In der Newman-Projektion stellt der Mittelpunkt des Kreises die C-C-Kernverbindungsachse dar, entlang der die Betrachtung des Moleküls erfolgt. Die Bindungen des vorderen C-Atoms werden durch Linien dargestellt, die direkt vom Kreismittelpunkt ausgehen. Die Bindungen des hinteren C-Atoms werden durch Linien dargestellt, welche vom Kreisrand ausgehen. Idealerweise bist Du auch in der Lage, aus der Newman-Projektion die Winkel zwischen zwei benachbarten C-X-Bindungen, auch Diederwinkel genannt, abzulesen. X ist dabei ein beliebiger Substituent. Der Diederwinkel beschreibt somit den Winkel, in dem zwei Substituenten zueinander stehen.

Abbildung 12: Butan in der Newman-Projektion

Fischer Projektion

Die Fischer-Projektion nach Emil Fischer ist besonders dann relevant, wenn das darzustellende Molekül mehrere Chiralitätszentren aufweist. Sie übersetzt dreidimensionale chirale Moleküle in zwei Dimensionen, was die Betrachtung erheblich erleichtert. Besonders für Kohlenhydrate hat sich diese Darstellungsform als nützlich erwiesen.

Zu Beginn zeichnest Du eine vertikale Linie, gedanklich ist dies eine Kette aus Kohlenstoffen, mit dem am höchsten oxidierten C-Atom nach oben zeigend. Bei diesem C-Atom beginnt dann auch die Zählweise. Dann zeichnest Du die horizontalen Verbindungslinien, um das sogenannte Fischerkreuz zu vervollständigen. Diese Linien stellen die Bindungen zwischen dem Chiralitätszentrum und den Substituenten dar.

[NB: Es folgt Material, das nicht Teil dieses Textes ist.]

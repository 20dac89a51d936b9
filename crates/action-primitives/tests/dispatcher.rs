mod common;

use std::sync::Arc;

use action_primitives::{ActionError, ActionRequest, Dispatcher, ACTION_NAMES};
use cdp_adapter::{CommandTarget, InputManager};
use common::{RecordingInput, RecordingTransport, ScriptedEval};
use domdriver_core_types::{ExecCtx, RemoteObjectId, Value};
use serde_json::json;

fn dispatcher(input: Arc<RecordingInput>) -> Dispatcher {
    Dispatcher::new(RemoteObjectId::new("root"), input)
}

fn args_for(name: &str) -> Value {
    match name {
        "input" | "type" => json!("hello"),
        "press" => json!(["Enter"]),
        "select" => json!(["a"]),
        _ => Value::Null,
    }
}

#[tokio::test]
async fn valid_selector_routes_to_selector_primitive() {
    for (name, _) in ACTION_NAMES {
        let input = Arc::new(RecordingInput::default());
        let request = ActionRequest::new(*name)
            .with_args(args_for(name))
            .with_option("selector", ".target");

        dispatcher(input.clone())
            .dispatch(&ExecCtx::unbounded(), &request)
            .await
            .unwrap();

        let names = input.names();
        assert_eq!(names.len(), 1, "{name}: {names:?}");
        assert!(
            names[0].ends_with("(css:.target)"),
            "{name} should use the selector variant, got {}",
            names[0]
        );
    }
}

#[tokio::test]
async fn missing_or_blank_selector_routes_to_element_primitive() {
    for selector in [None, Some(""), Some("   ")] {
        for (name, _) in ACTION_NAMES {
            let input = Arc::new(RecordingInput::default());
            let mut request = ActionRequest::new(*name).with_args(args_for(name));
            if let Some(sel) = selector {
                request = request.with_option("selector", sel);
            }

            dispatcher(input.clone())
                .dispatch(&ExecCtx::unbounded(), &request)
                .await
                .unwrap();

            let names = input.names();
            assert_eq!(names.len(), 1);
            assert!(!names[0].contains('('), "{name} used {}", names[0]);
        }
    }
}

#[tokio::test]
async fn unknown_action_touches_no_gateway() {
    let input = Arc::new(RecordingInput::default());
    let request = ActionRequest::new("teleport").with_option("selector", ".x");

    let err = dispatcher(input.clone())
        .dispatch(&ExecCtx::unbounded(), &request)
        .await
        .unwrap_err();

    assert_eq!(err, ActionError::InvalidOperation("teleport".into()));
    assert_eq!(err.to_string(), "invalid operation: teleport");
    assert!(input.calls().is_empty());
}

#[tokio::test]
async fn count_and_delay_defaults() {
    let input = Arc::new(RecordingInput::default());
    let d = dispatcher(input.clone());
    let ctx = ExecCtx::unbounded();

    d.dispatch(&ctx, &ActionRequest::new("click")).await.unwrap();
    d.dispatch(&ctx, &ActionRequest::new("input").with_args("abc"))
        .await
        .unwrap();
    d.dispatch(&ctx, &ActionRequest::new("click").with_option("count", 3))
        .await
        .unwrap();
    d.dispatch(
        &ctx,
        &ActionRequest::new("type")
            .with_args("abc")
            .with_option("delay", 80),
    )
    .await
    .unwrap();

    let calls = input.calls();
    assert_eq!(calls[0].1, json!({ "count": 1 }));
    assert_eq!(
        calls[1].1,
        json!({ "text": "abc", "clear": false, "delay_ms": 25 })
    );
    assert_eq!(calls[2].1, json!({ "count": 3 }));
    assert_eq!(calls[3].1["delay_ms"], json!(80));
}

#[tokio::test]
async fn select_returns_applied_values() {
    let input = Arc::new(RecordingInput::selecting(&["b"]));
    let value = dispatcher(input.clone())
        .dispatch(
            &ExecCtx::unbounded(),
            &ActionRequest::new("select").with_args(json!(["a", "b"])),
        )
        .await
        .unwrap();
    assert_eq!(value, json!(["b"]));
    assert_eq!(input.calls()[0].1, json!(["a", "b"]));
}

#[tokio::test]
async fn non_select_primitives_return_null() {
    for name in ["click", "clear", "scroll", "focus", "blur", "hover"] {
        let input = Arc::new(RecordingInput::default());
        let value = dispatcher(input)
            .dispatch(&ExecCtx::unbounded(), &ActionRequest::new(name))
            .await
            .unwrap();
        assert_eq!(value, Value::Null, "{name}");
    }
}

#[tokio::test]
async fn scroll_without_selector_moves_the_window() {
    let input = Arc::new(RecordingInput::default());
    dispatcher(input.clone())
        .dispatch(
            &ExecCtx::unbounded(),
            &ActionRequest::new("scroll")
                .with_option("top", 300)
                .with_option("behavior", "smooth")
                .with_option("block", "start"),
        )
        .await
        .unwrap();

    let calls = input.calls();
    assert_eq!(calls[0].0, "scroll_by");
    assert_eq!(
        calls[0].1,
        json!({ "top": 300.0, "left": 0.0, "behavior": "smooth", "block": "start" })
    );
}

#[tokio::test]
async fn unknown_scroll_behavior_still_scrolls() {
    let input = Arc::new(RecordingInput::default());
    let value = dispatcher(input.clone())
        .dispatch(
            &ExecCtx::unbounded(),
            &ActionRequest::new("scroll")
                .with_option("top", 10)
                .with_option("behavior", "teleport"),
        )
        .await
        .unwrap();
    assert_eq!(value, Value::Null);

    let calls = input.calls();
    assert_eq!(calls.len(), 1);
    assert_eq!(calls[0].0, "scroll_by");
    assert_eq!(calls[0].1["top"], json!(10.0));
    assert_eq!(calls[0].1["behavior"], "auto");
}

#[tokio::test]
async fn malformed_args_fail_before_the_gateway() {
    let input = Arc::new(RecordingInput::default());
    let err = dispatcher(input.clone())
        .dispatch(
            &ExecCtx::unbounded(),
            &ActionRequest::new("input").with_args(json!({ "text": "x" })),
        )
        .await
        .unwrap_err();
    assert!(matches!(err, ActionError::TypeCoercion(_)));

    let err = dispatcher(input.clone())
        .dispatch(
            &ExecCtx::unbounded(),
            &ActionRequest::new("click").with_option("count", "lots"),
        )
        .await
        .unwrap_err();
    assert!(matches!(err, ActionError::TypeCoercion(_)));
    assert!(input.calls().is_empty());
}

#[tokio::test]
async fn repeated_clear_and_focus_succeed() {
    let input = Arc::new(RecordingInput::default());
    let d = dispatcher(input.clone());
    let ctx = ExecCtx::unbounded();
    for _ in 0..2 {
        d.dispatch(&ctx, &ActionRequest::new("clear")).await.unwrap();
        d.dispatch(&ctx, &ActionRequest::new("focus")).await.unwrap();
    }
    assert_eq!(input.names(), vec!["clear", "focus", "clear", "focus"]);
}

#[tokio::test]
async fn click_by_selector_end_to_end() {
    let eval = Arc::new(ScriptedEval::constant(json!({ "x": 40.0, "y": 12.0 })));
    let transport = Arc::new(RecordingTransport::default());
    let input = Arc::new(InputManager::new(
        transport.clone(),
        CommandTarget::Session("s-1".into()),
        eval.clone(),
    ));
    let dispatcher = Dispatcher::new(RemoteObjectId::new("root"), input);

    let value = dispatcher
        .dispatch(
            &ExecCtx::unbounded(),
            &ActionRequest::new("click")
                .with_option("selector", ".btn")
                .with_option("count", 2),
        )
        .await
        .unwrap();
    assert_eq!(value, Value::Null);

    let resolved: Vec<&str> = eval.calls().iter().map(|(_, name)| *name).collect();
    assert_eq!(resolved, vec!["get_click_point_by_selector"]);

    let commands = transport.commands().await;
    let presses: Vec<&Value> = commands
        .iter()
        .map(|(_, params)| params)
        .filter(|params| params["type"] == "mousePressed")
        .collect();
    assert_eq!(presses.len(), 2);
    for press in presses {
        assert_eq!(press["x"], json!(40.0));
        assert_eq!(press["y"], json!(12.0));
    }
    let releases = commands
        .iter()
        .filter(|(_, params)| params["type"] == "mouseReleased")
        .count();
    assert_eq!(releases, 2);
}

#[tokio::test]
async fn named_methods_bypass_option_resolution() {
    let input = Arc::new(RecordingInput::default());
    let d = dispatcher(input.clone());
    let ctx = ExecCtx::unbounded();

    d.scroll_top(&ctx, &Default::default()).await.unwrap();
    d.scroll_bottom(&ctx, &Default::default()).await.unwrap();
    d.scroll_into_view(&ctx, &Default::default()).await.unwrap();
    d.move_mouse_by_xy(&ctx, 5.0, 6.0).await.unwrap();

    assert_eq!(
        input.names(),
        vec!["scroll_top", "scroll_bottom", "scroll_into_view", "move_mouse"]
    );
}
#![allow(dead_code)]

use std::collections::VecDeque;
use std::sync::Mutex;

use async_trait::async_trait;
use cdp_adapter::{
    AdapterError, AdapterErrorKind, CdpTransport, CommandTarget, EvalPort, Expression, InputPort,
    TypeParams,
};
use domdriver_core_types::{ExecCtx, QuerySelector, RemoteObjectId, ScrollOptions, Value};
use tokio::time::Instant;

/// Input port that records each primitive as `name` or `name(selector)` plus its payload.
#[derive(Default)]
pub struct RecordingInput {
    calls: Mutex<Vec<(String, Value)>>,
    selected: Mutex<Vec<String>>,
}

impl RecordingInput {
    pub fn selecting(applied: &[&str]) -> Self {
        let input = Self::default();
        *input.selected.lock().unwrap() = applied.iter().map(|s| s.to_string()).collect();
        input
    }

    pub fn calls(&self) -> Vec<(String, Value)> {
        self.calls.lock().unwrap().clone()
    }

    pub fn names(&self) -> Vec<String> {
        self.calls().into_iter().map(|(name, _)| name).collect()
    }

    fn record(&self, name: &str, selector: Option<&QuerySelector>, payload: Value) {
        let name = match selector {
            Some(sel) => format!("{name}({sel})"),
            None => name.to_string(),
        };
        self.calls.lock().unwrap().push((name, payload));
    }
}

#[async_trait]
impl InputPort for RecordingInput {
    async fn click(&self, _ctx: &ExecCtx, _id: &RemoteObjectId, count: u32) -> Result<(), AdapterError> {
        self.record("click", None, serde_json::json!({ "count": count }));
        Ok(())
    }

    async fn click_by_selector(
        &self,
        _ctx: &ExecCtx,
        _id: &RemoteObjectId,
        selector: &QuerySelector,
        count: u32,
    ) -> Result<(), AdapterError> {
        self.record("click", Some(selector), serde_json::json!({ "count": count }));
        Ok(())
    }

    async fn type_text(
        &self,
        _ctx: &ExecCtx,
        _id: &RemoteObjectId,
        params: &TypeParams,
    ) -> Result<(), AdapterError> {
        self.record("type", None, type_payload(params));
        Ok(())
    }

    async fn type_by_selector(
        &self,
        _ctx: &ExecCtx,
        _id: &RemoteObjectId,
        selector: &QuerySelector,
        params: &TypeParams,
    ) -> Result<(), AdapterError> {
        self.record("type", Some(selector), type_payload(params));
        Ok(())
    }

    async fn press(
        &self,
        _ctx: &ExecCtx,
        _id: &RemoteObjectId,
        keys: &[String],
        count: u32,
    ) -> Result<(), AdapterError> {
        self.record("press", None, serde_json::json!({ "keys": keys, "count": count }));
        Ok(())
    }

    async fn press_by_selector(
        &self,
        _ctx: &ExecCtx,
        _id: &RemoteObjectId,
        selector: &QuerySelector,
        keys: &[String],
        count: u32,
    ) -> Result<(), AdapterError> {
        self.record(
            "press",
            Some(selector),
            serde_json::json!({ "keys": keys, "count": count }),
        );
        Ok(())
    }

    async fn clear(&self, _ctx: &ExecCtx, _id: &RemoteObjectId) -> Result<(), AdapterError> {
        self.record("clear", None, Value::Null);
        Ok(())
    }

    async fn clear_by_selector(
        &self,
        _ctx: &ExecCtx,
        _id: &RemoteObjectId,
        selector: &QuerySelector,
    ) -> Result<(), AdapterError> {
        self.record("clear", Some(selector), Value::Null);
        Ok(())
    }

    async fn select(
        &self,
        _ctx: &ExecCtx,
        _id: &RemoteObjectId,
        values: &[String],
    ) -> Result<Vec<String>, AdapterError> {
        self.record("select", None, serde_json::json!(values));
        Ok(self.selected.lock().unwrap().clone())
    }

    async fn select_by_selector(
        &self,
        _ctx: &ExecCtx,
        _id: &RemoteObjectId,
        selector: &QuerySelector,
        values: &[String],
    ) -> Result<Vec<String>, AdapterError> {
        self.record("select", Some(selector), serde_json::json!(values));
        Ok(self.selected.lock().unwrap().clone())
    }

    async fn scroll_by(&self, _ctx: &ExecCtx, options: &ScrollOptions) -> Result<(), AdapterError> {
        self.record("scroll_by", None, scroll_payload(options));
        Ok(())
    }

    async fn scroll_into_view(
        &self,
        _ctx: &ExecCtx,
        _id: &RemoteObjectId,
        options: &ScrollOptions,
    ) -> Result<(), AdapterError> {
        self.record("scroll_into_view", None, scroll_payload(options));
        Ok(())
    }

    async fn scroll_top(&self, _ctx: &ExecCtx, options: &ScrollOptions) -> Result<(), AdapterError> {
        self.record("scroll_top", None, scroll_payload(options));
        Ok(())
    }

    async fn scroll_bottom(&self, _ctx: &ExecCtx, options: &ScrollOptions) -> Result<(), AdapterError> {
        self.record("scroll_bottom", None, scroll_payload(options));
        Ok(())
    }

    async fn scroll_into_view_by_selector(
        &self,
        _ctx: &ExecCtx,
        _id: &RemoteObjectId,
        selector: &QuerySelector,
        options: &ScrollOptions,
    ) -> Result<(), AdapterError> {
        self.record("scroll_into_view", Some(selector), scroll_payload(options));
        Ok(())
    }

    async fn focus(&self, _ctx: &ExecCtx, _id: &RemoteObjectId) -> Result<(), AdapterError> {
        self.record("focus", None, Value::Null);
        Ok(())
    }

    async fn focus_by_selector(
        &self,
        _ctx: &ExecCtx,
        _id: &RemoteObjectId,
        selector: &QuerySelector,
    ) -> Result<(), AdapterError> {
        self.record("focus", Some(selector), Value::Null);
        Ok(())
    }

    async fn blur(&self, _ctx: &ExecCtx, _id: &RemoteObjectId) -> Result<(), AdapterError> {
        self.record("blur", None, Value::Null);
        Ok(())
    }

    async fn blur_by_selector(
        &self,
        _ctx: &ExecCtx,
        _id: &RemoteObjectId,
        selector: &QuerySelector,
    ) -> Result<(), AdapterError> {
        self.record("blur", Some(selector), Value::Null);
        Ok(())
    }

    async fn hover(&self, _ctx: &ExecCtx, _id: &RemoteObjectId) -> Result<(), AdapterError> {
        self.record("hover", None, Value::Null);
        Ok(())
    }

    async fn hover_by_selector(
        &self,
        _ctx: &ExecCtx,
        _id: &RemoteObjectId,
        selector: &QuerySelector,
    ) -> Result<(), AdapterError> {
        self.record("hover", Some(selector), Value::Null);
        Ok(())
    }

    async fn move_mouse_by_coordinates(
        &self,
        _ctx: &ExecCtx,
        x: f64,
        y: f64,
    ) -> Result<(), AdapterError> {
        self.record("move_mouse", None, serde_json::json!({ "x": x, "y": y }));
        Ok(())
    }
}

fn type_payload(params: &TypeParams) -> Value {
    serde_json::json!({
        "text": params.text,
        "clear": params.clear,
        "delay_ms": params.delay.as_millis() as u64,
    })
}

fn scroll_payload(options: &ScrollOptions) -> Value {
    serde_json::json!({
        "top": options.top,
        "left": options.left,
        "behavior": options.behavior.as_str(),
        "block": options.block.as_str(),
    })
}

/// Evaluator that answers `eval_value` from a script, then repeats a fallback.
///
/// Records the virtual instant and template name of every call.
pub struct ScriptedEval {
    script: Mutex<VecDeque<Result<Value, AdapterError>>>,
    fallback: Result<Value, AdapterError>,
    elements: Mutex<VecDeque<Vec<RemoteObjectId>>>,
    calls: Mutex<Vec<(Instant, &'static str)>>,
}

impl ScriptedEval {
    pub fn new(script: Vec<Result<Value, AdapterError>>, fallback: Result<Value, AdapterError>) -> Self {
        Self {
            script: Mutex::new(script.into()),
            fallback,
            elements: Mutex::new(VecDeque::new()),
            calls: Mutex::new(Vec::new()),
        }
    }

    /// Always answers with `value`.
    pub fn constant(value: Value) -> Self {
        Self::new(Vec::new(), Ok(value))
    }

    pub fn with_elements(self, batches: Vec<Vec<RemoteObjectId>>) -> Self {
        *self.elements.lock().unwrap() = batches.into();
        self
    }

    pub fn calls(&self) -> Vec<(Instant, &'static str)> {
        self.calls.lock().unwrap().clone()
    }

    pub fn count(&self) -> usize {
        self.calls.lock().unwrap().len()
    }

    fn next(&self, expr: &Expression) -> Result<Value, AdapterError> {
        self.calls
            .lock()
            .unwrap()
            .push((Instant::now(), expr.name()));
        self.script
            .lock()
            .unwrap()
            .pop_front()
            .unwrap_or_else(|| self.fallback.clone())
    }
}

pub fn transient() -> AdapterError {
    AdapterError::new(AdapterErrorKind::Transient).with_hint("Execution context was destroyed.")
}

#[async_trait]
impl EvalPort for ScriptedEval {
    async fn eval(&self, _ctx: &ExecCtx, expr: &Expression) -> Result<(), AdapterError> {
        self.next(expr).map(|_| ())
    }

    async fn eval_value(&self, _ctx: &ExecCtx, expr: &Expression) -> Result<Value, AdapterError> {
        self.next(expr)
    }

    async fn eval_element(
        &self,
        _ctx: &ExecCtx,
        expr: &Expression,
    ) -> Result<Option<RemoteObjectId>, AdapterError> {
        self.calls
            .lock()
            .unwrap()
            .push((Instant::now(), expr.name()));
        Ok(self
            .elements
            .lock()
            .unwrap()
            .pop_front()
            .and_then(|batch| batch.into_iter().next()))
    }

    async fn eval_elements(
        &self,
        _ctx: &ExecCtx,
        expr: &Expression,
    ) -> Result<Vec<RemoteObjectId>, AdapterError> {
        self.calls
            .lock()
            .unwrap()
            .push((Instant::now(), expr.name()));
        Ok(self.elements.lock().unwrap().pop_front().unwrap_or_default())
    }
}

/// Transport that acknowledges every command and remembers it.
#[derive(Default)]
pub struct RecordingTransport {
    commands: tokio::sync::Mutex<Vec<(String, Value)>>,
}

impl RecordingTransport {
    pub async fn commands(&self) -> Vec<(String, Value)> {
        self.commands.lock().await.clone()
    }
}

#[async_trait]
impl CdpTransport for RecordingTransport {
    async fn send_command(
        &self,
        _target: CommandTarget,
        method: &str,
        params: Value,
    ) -> Result<Value, AdapterError> {
        self.commands
            .lock()
            .await
            .push((method.to_string(), params));
        Ok(serde_json::json!({}))
    }
}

Der Schnittpunkt der beiden Achsen, oder auch der Mittelpunkt des sogenannten Fischerkreuzes, stellt jeweils das C-Atom im Zentrum dar, welches nicht mehr explizit in der Darstellung erwähnt wird.

In Abbildung 13 siehst Du am Beispiel von Glucose, dass der Kohlenstoff der Aldehydgruppe nach oben zeigt, da dieser Kohlenstoff am höchsten oxidiert ist.

Abbildung 13: Fischer-Projektion von Glucose (links D-Glucose, rechts L-Glucose)

Findest Du den untersten Substituenten der Kette (für Saccharide, also Zuckermoleküle, die -OH-Gruppe) zur rechten des Fischerkreuzes, so wird der Stereodeskriptor D (lat. dextra, rechts) vorgestellt. Bei Substituenten auf der linken Seite des Kreuzes findet das Präfix L (lat. laevus, links) Anwendung.

Haworth Projektion

Die nach Walter Norman Haworth benannte Projektionsvorschrift ist eine weitere Darstellungsweise von organischen Molekülen. Auch hier geht es hauptsächlich um die räumliche Darstellung von Kohlenhydraten. Hierzu muss zwingend eine cyclische Grundstruktur vorliegen. Das heißt, das Molekül weist meist eine Ringstruktur aus fünf oder sechs Atomen vor.

Enthält der Ring darüber hinaus ein Sauerstoff-Atom, wie beispielsweise in Abbildung 14 bei Glucose, so zeigt dieses für Sechsringe (Pyranosen) nach hinten rechts und für Fünfringe (Furanosen) nach hinten, vom Betrachter weg. Die Zählweise beginnt in der Regel dann bei diesem Atom.

Die Bezeichnungen Pyranose und Furanose finden in der organischen Chemie für Kohlenhydrate Anwendung.

Abbildung 14: Haworth-Projektion von Glucose als Pyranose

Umwandlung der Fischer Projektion in die Haworth Projektion

Worauf Du bei der Überführung von der Fischer- in die Haworth-Projektion besonders achten solltest, ist der Ringschluss. Oft ist nicht direkt ersichtlich, an welcher Stelle dieser zu erfolgen hat. Die hier in Abbildung 15 ablaufende Reaktion ist eine Halbacetal-Bildung, bei der meist eine Hydroxygruppe (-OH) mit einer Aldehydgruppe (-CHO) reagiert. Das ist auch bei der Glucose der Fall.